Klaus Schroeder (born 16 October 1949) is a German political scientist and historian. He teaches at the Free University of Berlin and the Otto Suhr Institute. He is prolific as an author and commentator on the history of the German Democratic Republic and on the enduring post-German reunification conflicts and tensions in Germany.

== Life ==
Klaus Schroeder was born in Travemünde, a ferry port and coastal resort adjacent to Lübeck. Schroeder grew up in a politically engaged family near the increasingly impermeable—and later heavily fortified—Inner German border. There were nevertheless school trips which enabled pupils to obtain a glimpse of life in East Germany.

He would later recall a school trip for which the class was accommodated at a hostel which was also hosting East German school children who were unable to tear themselves away from the television advertisements transmitted from across the border by West German television. Schroeder attended the prestigious Katharineum in Lübeck, passing the necessary exams in 1969.

Instead of attending a nearby university he now moved to West Berlin, "attracted by the political climate there", where he studied biology, applied economics, and political science at the Free University of Berlin (FUB). He emerged in 1975 with a first degree in political sciences.

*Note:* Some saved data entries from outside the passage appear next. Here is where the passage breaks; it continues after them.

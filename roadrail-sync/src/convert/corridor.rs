//! Corridor converter: corridor, pathway and one component per surface.

use super::{new_target_data, write_target, ConversionContext, ConversionOutcome};
use crate::change_detector::{ChangeRecord, Classification};
use crate::error::{ConvertError, ConvertResult};
use crate::orchestrator::dedup_by_source_id;
use roadrail_model::{
    Container, CorridorHeader, CrossRefRole, GeometryPayload, SourceEntity, SourceItem,
    TargetData, TargetQuery, CORRIDOR_COMPONENT_BASE,
};
use roadrail_storage::StorageError;
use roadrail_types::{Kind, TargetId};
use serde::{Deserialize, Serialize};
use std::fmt;
use tracing::debug;

pub const CORRIDOR_CLASS: &str = "Corridor";
/// Target id of the corridor's design alignment.
pub const ALIGNMENT_PROPERTY: &str = "alignment";
pub const CLASSIFICATION_PROPERTY: &str = "classification";
pub const START_STATION_PROPERTY: &str = "start_station";
pub const END_STATION_PROPERTY: &str = "end_station";
pub const FEATURE_PROPERTY: &str = "feature";

/// Coarse corridor classification, deciding the pathway class.
#[derive(Debug, Clone, Copy, PartialEq, Eq, Hash, Serialize, Deserialize)]
#[serde(rename_all = "snake_case")]
pub enum CorridorClassification {
    Road,
    Rail,
    Undetermined,
}

impl CorridorClassification {
    /// Cant data means rail, superelevation means road.
    #[must_use]
    pub fn from_header(header: &CorridorHeader) -> Self {
        if header.has_cant {
            CorridorClassification::Rail
        } else if header.has_superelevation {
            CorridorClassification::Road
        } else {
            CorridorClassification::Undetermined
        }
    }

    #[must_use]
    pub const fn as_str(&self) -> &'static str {
        match self {
            CorridorClassification::Road => "road",
            CorridorClassification::Rail => "rail",
            CorridorClassification::Undetermined => "undetermined",
        }
    }

    #[must_use]
    pub const fn pathway_class(&self) -> &'static str {
        match self {
            CorridorClassification::Road => "RoadPathway",
            CorridorClassification::Rail => "RailPathway",
            CorridorClassification::Undetermined => "UndeterminedPathway",
        }
    }
}

impl fmt::Display for CorridorClassification {
    fn fmt(&self, f: &mut fmt::Formatter<'_>) -> fmt::Result {
        f.write_str(self.as_str())
    }
}

/// Converts one corridor.
///
/// The corridor's alignment must already be in the identity map; otherwise
/// nothing is written and [`ConvertError::UnresolvedReference`] is returned.
/// A `Changed` corridor keeps its own target as is and only re-synchronizes
/// its components. Components are visited for `Unchanged` corridors too, so
/// a component that failed in an earlier run is retried.
pub fn convert_corridor(
    ctx: &mut ConversionContext<'_>,
    entity: &SourceEntity,
) -> ConvertResult<ConversionOutcome> {
    let graph = ctx.graph;
    let alignment_id = match resolve_alignment(ctx, entity) {
        Ok(id) => id,
        Err(e) => {
            mark_tree_seen(ctx, entity);
            return Err(e);
        }
    };

    let header = match &entity.payload {
        GeometryPayload::Corridor(h) => *h,
        _ => CorridorHeader::default(),
    };
    let classification = CorridorClassification::from_header(&header);

    let record = ctx.detector.detect(&SourceItem::new(entity, graph))?;
    let existing = match (record.classification, record.prior_target_id) {
        (Classification::Unchanged | Classification::Changed, Some(id)) => ctx.store.get_entity(id)?,
        _ => None,
    };

    let outcome = match existing {
        Some(stored) if record.classification == Classification::Unchanged => {
            ConversionOutcome::Unchanged(stored.id)
        }
        Some(stored) => {
            if let Some(previous) = stored.data.target_ref(ALIGNMENT_PROPERTY)
                && previous != alignment_id
            {
                debug!(
                    corridor = %entity.source_id,
                    stored = %previous,
                    resolved = %alignment_id,
                    "corridor alignment reference moved; stored link kept"
                );
            }
            ConversionOutcome::Updated(stored.id)
        }
        None => {
            // A recorded target that no longer exists is recreated.
            let record = match record.classification {
                Classification::Unchanged => ChangeRecord {
                    classification: Classification::Changed,
                    ..record
                },
                _ => record,
            };
            let marshaler = ctx.marshaler;
            let transform = ctx.config.spatial_transform;
            let written = write_target(ctx, Container::Corridors, entity, CORRIDOR_CLASS, record, |data| {
                data.set_property(ALIGNMENT_PROPERTY, alignment_id.value());
                data.set_property(CLASSIFICATION_PROPERTY, classification.as_str());
                data.geometry = marshaler.marshal(&entity.payload, &transform)?;
                Ok(())
            });
            match written {
                Ok(outcome) => outcome,
                Err(e) => {
                    mark_tree_seen(ctx, entity);
                    return Err(e);
                }
            }
        }
    };

    let corridor_id = outcome.target_id();
    let pathway_id = match ensure_pathway(ctx, entity, corridor_id, classification) {
        Ok(id) => id,
        Err(e) => {
            mark_tree_seen(ctx, entity);
            return Err(e);
        }
    };
    sync_components(ctx, entity, pathway_id);

    if matches!(outcome, ConversionOutcome::Updated(_)) {
        ctx.commit(Kind::Corridor, &entity.source_id, corridor_id);
    }
    Ok(outcome)
}

fn resolve_alignment(ctx: &ConversionContext<'_>, entity: &SourceEntity) -> ConvertResult<TargetId> {
    let unresolved = |missing: String| ConvertError::UnresolvedReference {
        kind: Kind::Corridor,
        source_id: entity.source_id.clone(),
        missing,
    };
    let alignment = entity
        .cross_ref(CrossRefRole::Alignment)
        .ok_or_else(|| unresolved("alignment reference".to_string()))?;
    ctx.identity
        .get(alignment)
        .ok_or_else(|| unresolved(format!("alignment {alignment}")))
}

/// Marks a corridor and its surfaces seen without converting them.
fn mark_tree_seen(ctx: &mut ConversionContext<'_>, entity: &SourceEntity) {
    let graph = ctx.graph;
    ctx.detector.mark_seen(Kind::Corridor, &entity.source_id);
    for surface in graph.children(&entity.source_id, Kind::CorridorSurface) {
        ctx.detector.mark_seen(Kind::CorridorSurface, &surface.source_id);
    }
}

/// The corridor's pathway, created on first need. An existing pathway keeps
/// its class.
fn ensure_pathway(
    ctx: &mut ConversionContext<'_>,
    corridor: &SourceEntity,
    corridor_id: TargetId,
    classification: CorridorClassification,
) -> ConvertResult<TargetId> {
    let container = Container::Pathways(corridor_id);
    if let Some(id) = ctx.store.find_by_code(container, corridor.source_id.as_str())? {
        return Ok(id);
    }

    let data = TargetData::new(
        classification.pathway_class(),
        corridor.source_id.as_str(),
        format!("{} ({classification})", corridor.display_name),
    )
    .with_stable_id(corridor.source_id.stable_identifier());
    let id = ctx.store.create_entity(container, &data)?;
    ctx.report.created += 1;
    debug!(corridor = %corridor.source_id, pathway = %id, %classification, "pathway created");
    Ok(id)
}

fn sync_components(ctx: &mut ConversionContext<'_>, corridor: &SourceEntity, pathway_id: TargetId) {
    let graph = ctx.graph;
    for surface in dedup_by_source_id(graph.children(&corridor.source_id, Kind::CorridorSurface)) {
        if let Err(e) = convert_component(ctx, surface, pathway_id) {
            ctx.entity_failed(Kind::CorridorSurface, &surface.source_id, &e);
        }
    }
}

/// Converts one surface into a component, matching an existing component
/// through its recorded source reference rather than the SyncInfo target id.
fn convert_component(
    ctx: &mut ConversionContext<'_>,
    surface: &SourceEntity,
    pathway_id: TargetId,
) -> ConvertResult<ConversionOutcome> {
    let record = ctx.detector.detect(&SourceItem::new(surface, ctx.graph))?;
    if let (Classification::Unchanged, Some(id)) = (record.classification, record.prior_target_id) {
        return Ok(ConversionOutcome::Unchanged(id));
    }

    let container = Container::Components(pathway_id);
    let class_name = ctx
        .catalog
        .resolve(surface.feature_name.as_deref(), CORRIDOR_COMPONENT_BASE);
    let transform = ctx.config.spatial_transform;
    let geometry = ctx.marshaler.marshal(&surface.payload, &transform)?;
    let (start, end) = match &surface.payload {
        GeometryPayload::Surface(mesh) => (
            transform.apply_length(mesh.start_station),
            transform.apply_length(mesh.end_station),
        ),
        _ => (0.0, 0.0),
    };

    let fill = |data: &mut TargetData| {
        data.class_name = class_name.clone();
        data.label = surface.display_name.clone();
        data.geometry = geometry;
        data.set_property(START_STATION_PROPERTY, start);
        data.set_property(END_STATION_PROPERTY, end);
        if let Some(feature) = &surface.feature_name {
            data.set_property(FEATURE_PROPERTY, feature.as_str());
        }
    };

    let query = TargetQuery::by_source_ref(Kind::CorridorSurface, &surface.source_id).in_container(container);
    let existing = ctx.store.query(&query)?.into_iter().next();
    let outcome = match existing {
        Some(id) => {
            let mut data = ctx
                .store
                .get_entity(id)?
                .ok_or_else(|| StorageError::NotFound(id.to_string()))?
                .data;
            fill(&mut data);
            ctx.store.update_entity(id, &data)?;
            ctx.report.updated += 1;
            ConversionOutcome::Updated(id)
        }
        None => {
            let mut data = new_target_data(surface, &class_name);
            fill(&mut data);
            let id = ctx.store.create_entity(container, &data)?;
            ctx.report.created += 1;
            ConversionOutcome::Created(id)
        }
    };

    ctx.commit(Kind::CorridorSurface, &surface.source_id, outcome.target_id());
    Ok(outcome)
}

He next accepted a bursary for a doctorate and, from the winter term of 1975/76, a teaching contract at the FUB. Between 1978 and 1982 Klaus Schroeder worked as a research assistant at the university Institute of Sociology. His focus was on government, organisation and planning. This provided the basis for an empirical study entitled "Der Weg in die Stagnation. Eine empirische Studie zu Konjunkturentwicklung und Konjunkturpolitik in der Bundesrepublik von 1967 bis 1982" This was accepted as a doctoral dissertation. In 1984, two years after it earned him his doctorate, Schroeder published it in West Germany.

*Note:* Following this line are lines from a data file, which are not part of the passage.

use crate::geometry::TargetGeometry;
use roadrail_types::{Kind, SourceId, StableIdentifier, TargetId};
use serde::{Deserialize, Serialize};
use std::fmt;

/// Where a target entity lives in the persisted graph.
#[derive(Debug, Clone, Copy, PartialEq, Eq, Hash, Serialize, Deserialize)]
#[serde(rename_all = "snake_case")]
pub enum Container {
    /// Alignments authored as route centerlines.
    DesignAlignments,
    /// Alignment-shaped byproducts of corridors.
    Linears3d,
    /// Road/rail corridors.
    Corridors,
    /// Vertical profiles of one alignment.
    Profiles(TargetId),
    /// Pathway (road/rail/undetermined portion) of one corridor.
    Pathways(TargetId),
    /// Components attached to one pathway.
    Components(TargetId),
}

impl Container {
    /// Persisted key, e.g. `design_alignments` or `profiles/42`.
    #[must_use]
    pub fn key(&self) -> String {
        match self {
            Container::DesignAlignments => "design_alignments".to_string(),
            Container::Linears3d => "linears_3d".to_string(),
            Container::Corridors => "corridors".to_string(),
            Container::Profiles(id) => format!("profiles/{id}"),
            Container::Pathways(id) => format!("pathways/{id}"),
            Container::Components(id) => format!("components/{id}"),
        }
    }

    /// Parses a key produced by [`Container::key`].
    #[must_use]
    pub fn parse_key(key: &str) -> Option<Self> {
        match key {
            "design_alignments" => return Some(Container::DesignAlignments),
            "linears_3d" => return Some(Container::Linears3d),
            "corridors" => return Some(Container::Corridors),
            _ => {}
        }
        let (prefix, raw) = key.split_once('/')?;
        let owner = TargetId::new(raw.parse().ok()?).ok()?;
        match prefix {
            "profiles" => Some(Container::Profiles(owner)),
            "pathways" => Some(Container::Pathways(owner)),
            "components" => Some(Container::Components(owner)),
            _ => None,
        }
    }
}

impl fmt::Display for Container {
    fn fmt(&self, f: &mut fmt::Formatter<'_>) -> fmt::Result {
        f.write_str(&self.key())
    }
}

/// Cross-reference value recorded on targets: `kind:source_id`.
#[must_use]
pub fn source_ref(kind: Kind, id: &SourceId) -> String {
    format!("{kind}:{id}")
}

/// Content written to the target store for one entity.
#[derive(Debug, Clone, PartialEq, Serialize, Deserialize)]
pub struct TargetData {
    pub class_name: String,
    /// Unique within the container.
    pub code: String,
    pub label: String,
    #[serde(default, skip_serializing_if = "Option::is_none")]
    pub stable_id: Option<StableIdentifier>,
    #[serde(default, skip_serializing_if = "Option::is_none")]
    pub source_ref: Option<String>,
    #[serde(default)]
    pub geometry: TargetGeometry,
    #[serde(default)]
    pub properties: serde_json::Map<String, serde_json::Value>,
}

impl TargetData {
    pub fn new(
        class_name: impl Into<String>,
        code: impl Into<String>,
        label: impl Into<String>,
    ) -> Self {
        Self {
            class_name: class_name.into(),
            code: code.into(),
            label: label.into(),
            stable_id: None,
            source_ref: None,
            geometry: TargetGeometry::None,
            properties: serde_json::Map::new(),
        }
    }

    #[must_use]
    pub fn with_stable_id(mut self, stable_id: Option<StableIdentifier>) -> Self {
        self.stable_id = stable_id;
        self
    }

    #[must_use]
    pub fn with_source_ref(mut self, kind: Kind, id: &SourceId) -> Self {
        self.source_ref = Some(source_ref(kind, id));
        self
    }

    #[must_use]
    pub fn with_geometry(mut self, geometry: TargetGeometry) -> Self {
        self.geometry = geometry;
        self
    }

    /// Sets a property, returning true when the stored value changed.
    pub fn set_property(&mut self, name: &str, value: impl Into<serde_json::Value>) -> bool {
        let value = value.into();
        if self.properties.get(name) == Some(&value) {
            return false;
        }
        self.properties.insert(name.to_string(), value);
        true
    }

    /// Reads a target-id valued property.
    #[must_use]
    pub fn target_ref(&self, name: &str) -> Option<TargetId> {
        self.properties
            .get(name)
            .and_then(serde_json::Value::as_i64)
            .and_then(|raw| TargetId::new(raw).ok())
    }

    /// Reads a numeric property.
    #[must_use]
    pub fn number(&self, name: &str) -> Option<f64> {
        self.properties.get(name).and_then(serde_json::Value::as_f64)
    }
}

/// A persisted target entity.
#[derive(Debug, Clone, PartialEq, Serialize, Deserialize)]
pub struct TargetEntity {
    pub id: TargetId,
    pub container: Container,
    pub data: TargetData,
}

/// Criteria for a target store query. All set fields must match.
#[derive(Debug, Clone, Default, PartialEq, Eq)]
pub struct TargetQuery {
    pub container: Option<Container>,
    pub class_name: Option<String>,
    pub source_ref: Option<String>,
}

impl TargetQuery {
    /// Matches every target whose recorded cross-reference is `kind:id`.
    #[must_use]
    pub fn by_source_ref(kind: Kind, id: &SourceId) -> Self {
        Self {
            source_ref: Some(source_ref(kind, id)),
            ..Default::default()
        }
    }

    #[must_use]
    pub fn in_container(mut self, container: Container) -> Self {
        self.container = Some(container);
        self
    }

    #[must_use]
    pub fn of_class(mut self, class_name: impl Into<String>) -> Self {
        self.class_name = Some(class_name.into());
        self
    }
}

Then, in 1994, he obtained his habilitation, a higher academic qualification which cleared the way for a life-time career in the universities sector. His work was again in the field of political sciences, and the award again came from the FUB. His publications and lectures dealt with themes in contemporary history along with the welfare state, extremist movements, processes of societal modernisation, social movements more generally, and with the social and political systems of West- and East Germany.

Between 1982 and 1987, Schroeder worked in the Presidium Office at the Free University, supporting its first vice-president, Johann Wilhelm Gerlach, and Gerlach's successor. Schroeder's responsibilities in this administrative role covered the interface between then University Presidency and the Political Sciences section. After undertaking a project leadership role, he took over the leadership of the Politics and Technology Department in 1995.

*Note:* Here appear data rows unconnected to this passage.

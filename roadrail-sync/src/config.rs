//! Conversion configuration.
//!
//! Loaded from TOML, with `ROADRAIL_UPDATE_SCHEMA` able to switch schema
//! publishing off for a single run.

use crate::error::{SyncError, SyncResult};
use roadrail_model::SpatialTransform;
use serde::{Deserialize, Serialize};
use std::collections::BTreeMap;
use std::path::Path;

/// Environment variable overriding [`ConversionConfig::update_schema`].
pub const UPDATE_SCHEMA_ENV: &str = "ROADRAIL_UPDATE_SCHEMA";

/// Configuration for one converter.
#[derive(Debug, Clone, PartialEq, Serialize, Deserialize)]
#[serde(default)]
pub struct ConversionConfig {
    /// Feature path prefix identifying design alignments.
    pub design_alignment_prefix: String,
    /// Name of the generated dynamic schema.
    pub schema_name: String,
    /// Publish schema updates. When false the diff is still evaluated.
    pub update_schema: bool,
    /// Source feature name → target class name.
    pub category_remap: BTreeMap<String, String>,
    /// Unit/coordinate transform applied while marshaling.
    pub spatial_transform: SpatialTransform,
}

impl Default for ConversionConfig {
    fn default() -> Self {
        Self {
            design_alignment_prefix: "Alignment\\".to_string(),
            schema_name: "RoadRailDynamic".to_string(),
            update_schema: true,
            category_remap: BTreeMap::new(),
            spatial_transform: SpatialTransform::default(),
        }
    }
}

impl ConversionConfig {
    pub fn from_toml_str(s: &str) -> SyncResult<Self> {
        let config: Self = toml::from_str(s).map_err(|e| SyncError::Config(e.to_string()))?;
        config.validate()?;
        Ok(config)
    }

    pub fn from_file(path: &Path) -> SyncResult<Self> {
        let text = std::fs::read_to_string(path)
            .map_err(|e| SyncError::Config(format!("failed to read {}: {e}", path.display())))?;
        Self::from_toml_str(&text)
    }

    /// Applies environment overrides.
    #[must_use]
    pub fn apply_env(self) -> Self {
        let value = std::env::var(UPDATE_SCHEMA_ENV).ok();
        self.with_update_schema_override(value.as_deref())
    }

    /// Applies a raw `ROADRAIL_UPDATE_SCHEMA` value. Unrecognized values are
    /// ignored with a warning.
    #[must_use]
    pub fn with_update_schema_override(mut self, value: Option<&str>) -> Self {
        let Some(value) = value else {
            return self;
        };
        match value.trim().to_ascii_lowercase().as_str() {
            "1" | "true" | "yes" | "on" => self.update_schema = true,
            "0" | "false" | "no" | "off" => self.update_schema = false,
            other => tracing::warn!(value = other, "ignoring unrecognized {UPDATE_SCHEMA_ENV}"),
        }
        self
    }

    pub fn validate(&self) -> SyncResult<()> {
        if self.schema_name.trim().is_empty() {
            return Err(SyncError::Config("schema_name must not be empty".into()));
        }
        if self.design_alignment_prefix.is_empty() {
            return Err(SyncError::Config(
                "design_alignment_prefix must not be empty".into(),
            ));
        }
        let scale = self.spatial_transform.scale;
        if !scale.is_finite() || scale <= 0.0 {
            return Err(SyncError::Config(format!(
                "spatial_transform.scale must be positive, got {scale}"
            )));
        }
        Ok(())
    }
}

Meanwhile, in 1992 he teamed up with historian Manfred Görtemaker and sociologists Manfred Wilke and Siegward Lönnendonke to create the research group devoted to "the SED state," which has become a permanent high-level working and research group, mostly funded by third parties, devoted to Germany's post-1945 division and the reunification project on which the country was able to embark 45 years later. Since then Schroeder has headed up the research group under the auspices of the Free University.

In 2013, Cicero listed the 500 German intellectuals most frequently cited over the previous ten years. Klaus Schroeder was included in the list at position 254.